The recent Marvel Knight's relaunch, which saw Frank as some sort of otherworldly character now looking for redemption, struck me as a really, really bad idea, and I never picked it up. This new first issue made me curious based almost solely on the reputation and talent of Garth Ennis, whose work I have enjoyed in the past.

The story, for what it is, is okay. There's really not a lot of depth to the plot, the Punisher just goes back to kickin' ass and takin' names. We see enough of Frank's private life to see how empty it is, and his disregard of that fact shows what a hollow, haunted, sad little murderer he is. Sure, it would be awful to have experienced the death of his family in the manner Frank Castle did. But anyone who would react to that event by doing what Frank then goes on to do is not someone I want to know, or even someone I really want to read about.

If Ennis plans to examine any of the ethical issues surrounding the Punisher's activities, it is not apparent in the story, and it certainly is denied vehemently in the text piece. I don't ask for a whole lot from comic books, I'm willing to take them for what they intend to be for the most part. But now having seen what this comic book intends to be, a sly, well-drawn celebration of the murder of distasteful, deserving-of-death criminals, I've seen enough.

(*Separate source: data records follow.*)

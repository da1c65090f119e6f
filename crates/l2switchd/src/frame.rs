//! Ethernet header decoding for raw packet-in payloads.

use crate::error::FrameDecodeError;
use crate::events::{BufferId, FrameArrived};
use sdn_types::{MacAddress, PortNo, SwitchId};

/// Destination, source and EtherType fields of an Ethernet II header.
#[derive(Debug, Clone, Copy, PartialEq, Eq)]
pub struct EthernetHeader {
    pub dst: MacAddress,
    pub src: MacAddress,
    pub ether_type: u16,
}

impl EthernetHeader {
    /// Size of the header on the wire.
    pub const LEN: usize = 14;

    /// Parses the header at the start of `frame`.
    pub fn parse(frame: &[u8]) -> Result<Self, FrameDecodeError> {
        let truncated = || FrameDecodeError::Truncated {
            len: frame.len(),
            needed: Self::LEN,
        };

        if frame.len() < Self::LEN {
            return Err(truncated());
        }

        let dst = MacAddress::from_slice(&frame[0..6]).ok_or_else(truncated)?;
        let src = MacAddress::from_slice(&frame[6..12]).ok_or_else(truncated)?;
        let ether_type = u16::from_be_bytes([frame[12], frame[13]]);

        Ok(Self {
            dst,
            src,
            ether_type,
        })
    }
}

impl FrameArrived {
    /// Builds a frame-arrived event from a raw packet-in.
    ///
    /// Frames without a decodable Ethernet header are rejected here so the
    /// forwarding engine only ever sees well-formed events.
    pub fn from_packet_in(
        switch_id: SwitchId,
        in_port: PortNo,
        buffer_id: Option<BufferId>,
        payload: Vec<u8>,
    ) -> Result<Self, FrameDecodeError> {
        let header = EthernetHeader::parse(&payload)?;
        Ok(Self {
            switch_id,
            in_port,
            src: header.src,
            dst: header.dst,
            payload,
            buffer_id,
        })
    }
}
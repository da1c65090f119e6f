//! Outbound commands issued to a switch through its channel.
//!
//! These are protocol-neutral descriptions; encoding them for a particular
//! switch protocol is the channel's job.

use crate::events::BufferId;
use sdn_types::{MacAddress, PortNo, PortRef};
use serde::Serialize;

/// Which frames a flow rule applies to.
#[derive(Debug, Clone, Copy, PartialEq, Eq, Serialize)]
#[serde(tag = "kind", rename_all = "snake_case")]
pub enum MatchSpec {
    /// Matches every frame.
    Wildcard,
    /// Exact match on ingress port and both addresses, no masking.
    Exact {
        in_port: PortNo,
        eth_src: MacAddress,
        eth_dst: MacAddress,
    },
}

/// What a switch does with a matched frame.
#[derive(Debug, Clone, Copy, PartialEq, Eq, Serialize)]
#[serde(tag = "kind", rename_all = "snake_case")]
pub enum Action {
    /// Send the frame to the controller. With `buffered: false` the switch
    /// sends the whole frame instead of a buffer reference.
    SendToController { buffered: bool },
    ForwardTo { port: PortNo },
    Flood,
}

impl Action {
    /// The output action for a resolved port reference.
    ///
    /// Controller output never asks the switch to buffer the frame.
    pub const fn output(port: PortRef) -> Self {
        match port {
            PortRef::Physical(port) => Action::ForwardTo { port },
            PortRef::Flood => Action::Flood,
            PortRef::Controller => Action::SendToController { buffered: false },
        }
    }
}

/// A (match, priority, action) rule to install in the switch's flow table.
#[derive(Debug, Clone, Copy, PartialEq, Eq, Serialize)]
pub struct FlowRule {
    pub priority: u16,
    pub match_spec: MatchSpec,
    pub action: Action,
    pub buffer_id: Option<BufferId>,
}

/// Explicit transmission of one frame by the switch.
#[derive(Debug, Clone, PartialEq, Eq, Serialize)]
pub struct PacketOut {
    pub buffer_id: Option<BufferId>,
    pub in_port: PortNo,
    pub action: Action,
    pub payload: Vec<u8>,
}

/// A command sent to a switch.
#[derive(Debug, Clone, PartialEq, Eq, Serialize)]
#[serde(tag = "type", rename_all = "snake_case")]
pub enum Command {
    InstallRule(FlowRule),
    EmitFrame(PacketOut),
}

impl Command {
    /// Returns the flow rule if this is an install command.
    pub fn as_install(&self) -> Option<&FlowRule> {
        match self {
            Command::InstallRule(rule) => Some(rule),
            Command::EmitFrame(_) => None,
        }
    }

    /// Returns the packet-out if this is an emit command.
    pub fn as_emit(&self) -> Option<&PacketOut> {
        match self {
            Command::EmitFrame(packet) => Some(packet),
            Command::InstallRule(_) => None,
        }
    }
}
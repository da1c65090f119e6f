//! Common types for the SDN learning switch controller.
//!
//! This crate provides type-safe representations of the primitives that
//! flow between a switch channel and the forwarding logic:
//!
//! - [`MacAddress`]: 48-bit Ethernet hardware addresses
//! - [`PortNo`]: a concrete switch port number
//! - [`PortRef`]: a concrete port or one of the reserved FLOOD/CONTROLLER ports
//! - [`SwitchId`]: the datapath identifier of a connected switch

mod mac;
mod port;
mod switch;

pub use mac::MacAddress;
pub use port::{PortNo, PortRef};
pub use switch::SwitchId;

/// Common error type for parsing failures.
#[derive(Debug, Clone, PartialEq, Eq, thiserror::Error)]
pub enum ParseError {
    #[error("invalid MAC address format: {0}")]
    InvalidMacAddress(String),

    #[error("invalid port number: {0} (reserved range starts at 0xffffff00)")]
    ReservedPortNumber(u32),

    #[error("invalid port reference: {0}")]
    InvalidPortRef(String),

    #[error("invalid switch identifier: {0}")]
    InvalidSwitchId(String),
}
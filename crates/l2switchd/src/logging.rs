//! Tracing subscriber setup.
//!
//! Logs go to stderr so stdout stays free for the command stream.
//! `RUST_LOG`, when set, overrides the configured level.

use crate::config::{LogFormat, LoggingConfig};
use crate::error::{L2SwitchError, Result};
use tracing_subscriber::{fmt, prelude::*, EnvFilter};

/// Builds the level filter, preferring `RUST_LOG` over `level`.
fn env_filter(level: &str) -> Result<EnvFilter> {
    if let Ok(filter) = EnvFilter::try_from_default_env() {
        return Ok(filter);
    }
    parse_filter(level)
}

fn parse_filter(level: &str) -> Result<EnvFilter> {
    EnvFilter::try_new(level)
        .map_err(|e| L2SwitchError::config(format!("invalid log level '{level}': {e}")))
}

/// Installs the global subscriber.
///
/// Fails if the level is not a valid filter or a subscriber is already set.
pub fn init_logging(config: &LoggingConfig) -> Result<()> {
    let filter = env_filter(&config.level)?;
    let registry = tracing_subscriber::registry().with(filter);

    let result = match config.format {
        LogFormat::Pretty => registry
            .with(
                fmt::layer()
                    .with_writer(std::io::stderr)
                    .with_target(true)
                    .with_file(true)
                    .with_line_number(true)
                    .pretty(),
            )
            .try_init(),
        LogFormat::Compact => registry
            .with(
                fmt::layer()
                    .with_writer(std::io::stderr)
                    .with_target(false)
                    .compact(),
            )
            .try_init(),
        LogFormat::Json => registry
            .with(
                fmt::layer()
                    .with_writer(std::io::stderr)
                    .with_target(true)
                    .with_thread_ids(true)
                    .with_file(true)
                    .with_line_number(true)
                    .json(),
            )
            .try_init(),
    };

    result.map_err(|e| L2SwitchError::config(format!("failed to install log subscriber: {e}")))
}
//! Switch port numbers and output port references.

use crate::ParseError;
use serde::{Deserialize, Serialize};
use std::fmt;
use std::str::FromStr;

/// A concrete port on a switch.
///
/// Switches reserve the top of the 32-bit port space for logical ports
/// (flood, controller, ...). Those values are expressed through [`PortRef`]
/// and can never be held by a `PortNo`. The one exception is
/// [`PortNo::LOCAL`], the switch's own network interface, which frames can
/// arrive on and be forwarded to like any other port.
///
/// # Examples
///
/// ```
/// use sdn_types::PortNo;
///
/// let port = PortNo::new(3).unwrap();
/// assert_eq!(port.as_u32(), 3);
///
/// assert!(PortNo::new(0xffff_fffb).is_err());
/// assert_eq!(PortNo::new(0xffff_fffe), Ok(PortNo::LOCAL));
/// ```
#[derive(Debug, Clone, Copy, PartialEq, Eq, Hash, PartialOrd, Ord, Serialize, Deserialize)]
#[serde(try_from = "u32", into = "u32")]
pub struct PortNo(u32);

impl PortNo {
    /// First port number of the switch-reserved range.
    pub const RESERVED_MIN: u32 = 0xffff_ff00;

    /// The switch's local interface.
    pub const LOCAL: PortNo = PortNo(0xffff_fffe);

    /// Creates a new port number.
    ///
    /// # Errors
    ///
    /// Returns an error if `port` falls in the reserved range and is not
    /// [`PortNo::LOCAL`].
    pub const fn new(port: u32) -> Result<Self, ParseError> {
        if port < Self::RESERVED_MIN || port == Self::LOCAL.0 {
            Ok(PortNo(port))
        } else {
            Err(ParseError::ReservedPortNumber(port))
        }
    }

    /// Returns the port number as a u32.
    pub const fn as_u32(&self) -> u32 {
        self.0
    }
}

impl fmt::Display for PortNo {
    fn fmt(&self, f: &mut fmt::Formatter<'_>) -> fmt::Result {
        write!(f, "{}", self.0)
    }
}

impl TryFrom<u32> for PortNo {
    type Error = ParseError;

    fn try_from(port: u32) -> Result<Self, Self::Error> {
        PortNo::new(port)
    }
}

impl From<PortNo> for u32 {
    fn from(port: PortNo) -> u32 {
        port.0
    }
}

/// Where a frame should go: a concrete port or a reserved logical port.
#[derive(Debug, Clone, Copy, PartialEq, Eq, Hash, Serialize, Deserialize)]
#[serde(try_from = "String", into = "String")]
pub enum PortRef {
    /// A concrete port on the switch.
    Physical(PortNo),
    /// Every port except the ingress port.
    Flood,
    /// The control channel to this controller.
    Controller,
}

impl PortRef {
    /// Returns the concrete port, if this is not a reserved port.
    pub const fn physical(&self) -> Option<PortNo> {
        match self {
            PortRef::Physical(port) => Some(*port),
            PortRef::Flood | PortRef::Controller => None,
        }
    }

    /// Returns true if this is the flood sentinel.
    pub const fn is_flood(&self) -> bool {
        matches!(self, PortRef::Flood)
    }
}

impl From<PortNo> for PortRef {
    fn from(port: PortNo) -> Self {
        PortRef::Physical(port)
    }
}

impl fmt::Display for PortRef {
    fn fmt(&self, f: &mut fmt::Formatter<'_>) -> fmt::Result {
        match self {
            PortRef::Physical(port) => write!(f, "{}", port),
            PortRef::Flood => write!(f, "flood"),
            PortRef::Controller => write!(f, "controller"),
        }
    }
}

impl FromStr for PortRef {
    type Err = ParseError;

    fn from_str(s: &str) -> Result<Self, Self::Err> {
        match s.to_lowercase().as_str() {
            "flood" => Ok(PortRef::Flood),
            "controller" => Ok(PortRef::Controller),
            other => {
                let port: u32 = other
                    .parse()
                    .map_err(|_| ParseError::InvalidPortRef(s.to_string()))?;
                Ok(PortRef::Physical(PortNo::new(port)?))
            }
        }
    }
}

impl TryFrom<String> for PortRef {
    type Error = ParseError;

    fn try_from(s: String) -> Result<Self, Self::Error> {
        s.parse()
    }
}

impl From<PortRef> for String {
    fn from(port: PortRef) -> String {
        port.to_string()
    }
}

I know there's violence in the world. I am very fond of the idea of justice, and I can understand how it might sometimes require breaking the law to get it.

But that doesn't mean it should be fun, and it doesn't logically follow that it would be fun to read about. For me, it wasn't.

John Woo, a director of elegantly violent movies, is invoked more than once in this book, and if that is the effect Ennis and company are shooting for, they've forgotten something.

My favourite Woo movie was Face/Off, with John Travolta and Nicholas Cage. I think it was a brilliant action movie, and I enjoyed it immensely.

The reason the movie was so enjoyable, though, was because Woo took the time to show us Travolta's family, and what he could lose if he wasn't able to defeat Cage. There were sympathetic characters in the film, giving it a humanity amidst all the chaos.

There wasn't one sympathetic character in Punisher #1, just the mindless chaos and violence without the humanity. If Frank Castle's demented, angry, bitter hatred, which has completely consumed him, is anybody's idea of a hero, or even a protagonist, they're welcome to him. I'll pass.